The other extreme of the spectrum, a position neuron, is shown in Figure 7A. This neuron was not significantly tuned to any of the shape dimensions in the shape-tuning test. The RF was large and relatively homogeneous for both stimuli used. Despite being strongly activated by the presentation of small shapes inside the RF, this type of neuron does not provide any information about shape but, rather, signals where in the visual field salient stimuli appear. A second example neuron is illustrated in Figure 7B. In the shape-tuning test, the neuron responded strongly to the 5° shape with concave curvature and only weakly to the oriented bar. The results of the shape-position test confirmed this apparent selectivity: robust responses to the best shape and weak or absent responses to the worst shape in an area lying between 2 and 4° along the horizontal direction in the lower quadrant. Presenting the worst shape at 6° eccentricity along the horizontal meridian, however, evoked strong responses comparable with the best shape responses (89% of the maximum response). The results of the shape-position test therefore suggest that, in the shape-tuning test, the alignment of the stimulus with the RF of the neuron was suboptimal for the oriented bar, which produced a spurious shape selectivity. A 2° shift in position along the horizontal meridian was sufficient to activate the neuron almost as strongly as the presentation of the best shape. Hence, this type of neuron is not position invariant but merely signals where a stimulus appears in the visual field.
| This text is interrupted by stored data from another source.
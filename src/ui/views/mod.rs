mod board_view;
mod status_bar;

pub use board_view::ChessBoardView;
pub use status_bar::render_status_bar;
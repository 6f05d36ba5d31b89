//! Promotion picker overlay: four piece tiles over a dimmed board.
//!
//! Purely visual. Clicks are hit-tested by the model against the same regions.

use crate::models::PromotionChoiceView;
use crate::ui::theme::{CHOICE_BG, CHOICE_BORDER, OVERLAY_SCRIM, PIECE_SCALE};
use gpui::{div, img, prelude::*, px, rgb, rgba};

pub fn render_promotion_overlay(choices: &[PromotionChoiceView]) -> impl IntoElement + use<> {
    div()
        .absolute()
        .top_0()
        .left_0()
        .size_full()
        .bg(rgba(OVERLAY_SCRIM))
        .children(choices.iter().map(|choice| {
            let region = choice.region;
            div()
                .absolute()
                .left(px(region.x))
                .top(px(region.y))
                .size(px(region.size))
                .bg(rgb(CHOICE_BG))
                .border_1()
                .border_color(rgb(CHOICE_BORDER))
                .rounded_md()
                .flex()
                .items_center()
                .justify_center()
                .child(img(choice.piece.svg_path()).size(px(region.size * PIECE_SCALE)))
        }))
}
//! Theme constants and colors for the chess UI.

use gpui::{Rgba, rgb};

// Layout constants
pub const BOARD_PADDING: f32 = 20.0;
pub const PIECE_SCALE: f32 = 0.98; // piece size relative to square
pub const GHOST_OPACITY: f32 = 0.4;
pub const STATUS_BAR_HEIGHT: f32 = 36.0;

// Initial window size: board plus status line
pub const INITIAL_BOARD_PANEL: f32 = 680.0;

// Board colors (the classic brown board)
pub const LIGHT_SQUARE: u32 = 0xF0D9B5;
pub const DARK_SQUARE: u32 = 0xB58863;

// Panel colors
pub const PANEL_BG: u32 = 0x2a2a2a;
pub const TEXT_SECONDARY: u32 = 0x888888;
pub const TEXT_ALERT: u32 = 0xff0000;

// Promotion overlay
pub const OVERLAY_SCRIM: u32 = 0x000000aa;
pub const CHOICE_BG: u32 = 0xc8c8c8;
pub const CHOICE_BORDER: u32 = 0x4a4a4a;

/// Get the color for a board square based on its position
pub fn square_color(row: usize, col: usize) -> Rgba {
    if (row + col) % 2 == 0 {
        rgb(LIGHT_SQUARE)
    } else {
        rgb(DARK_SQUARE)
    }
}
//! Promotion picker: four clickable choices in the promoting pawn's colour.
//!
//! While a choice is pending only clicks that land inside one of the four
//! regions count; everything else is ignored.

use shakmaty::{Piece, Role};

use crate::domain::input::PointerPos;
use crate::domain::movegen::PROMOTION_ROLES;
use crate::domain::resolver::PendingPromotion;

pub const CHOICE_SIZE: f32 = 60.0;
pub const CHOICE_GAP: f32 = 10.0;

#[derive(Clone, Copy, Debug, PartialEq)]
pub struct ChoiceRegion {
    pub role: Role,
    pub x: f32,
    pub y: f32,
    pub size: f32,
}

impl ChoiceRegion {
    pub fn contains(&self, pos: PointerPos) -> bool {
        pos.x >= self.x && pos.x < self.x + self.size && pos.y >= self.y && pos.y < self.y + self.size
    }
}

#[derive(Clone, Copy, Debug, PartialEq, Eq)]
pub struct PromotionPicker {
    pending: PendingPromotion,
}

impl PromotionPicker {
    pub fn new(pending: PendingPromotion) -> Self {
        Self { pending }
    }

    pub fn pending(&self) -> PendingPromotion {
        self.pending
    }

    /// Queen, rook, bishop, knight - in the mover's colour
    pub fn choices(&self) -> [Piece; 4] {
        PROMOTION_ROLES.map(|role| Piece {
            color: self.pending.color,
            role,
        })
    }

    /// A row of four squares centred on `(center_x, center_y)`
    pub fn regions(&self, center_x: f32, center_y: f32) -> [ChoiceRegion; 4] {
        let x0 = center_x - 2.0 * CHOICE_SIZE - 1.5 * CHOICE_GAP;
        let y0 = center_y - CHOICE_SIZE / 2.0;
        let mut i = 0.0;
        PROMOTION_ROLES.map(|role| {
            let region = ChoiceRegion {
                role,
                x: x0 + i * (CHOICE_SIZE + CHOICE_GAP),
                y: y0,
                size: CHOICE_SIZE,
            };
            i += 1.0;
            region
        })
    }

    /// Which choice, if any, a click at `pos` selects
    pub fn hit_test(&self, pos: PointerPos, center_x: f32, center_y: f32) -> Option<Role> {
        self.regions(center_x, center_y)
            .into_iter()
            .find(|r| r.contains(pos))
            .map(|r| r.role)
    }
}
In our population of neurons, 40% of the neurons showed this type of response behavior (position neurons).

Figure 7.

Figure 7.

Shape-position test: position-dependent neurons. A, Example neuron that was not significantly tuned in the shape-tuning test and showed similar RF profiles for both shapes tested. B, Example neuron showing significant response differences in the shape-tuning test but equally large responses to the nonpreferred shape in the shape-position test. C, Example neuron with multifocal RF for the two shapes tested. Arrows indicate the two positions where the neuron fired strongly to the nonpreferred shape. D, Example neuron with partially overlapping but heterogeneous RF profiles for preferred and nonpreferred shape. Same conventions as in Figure 6.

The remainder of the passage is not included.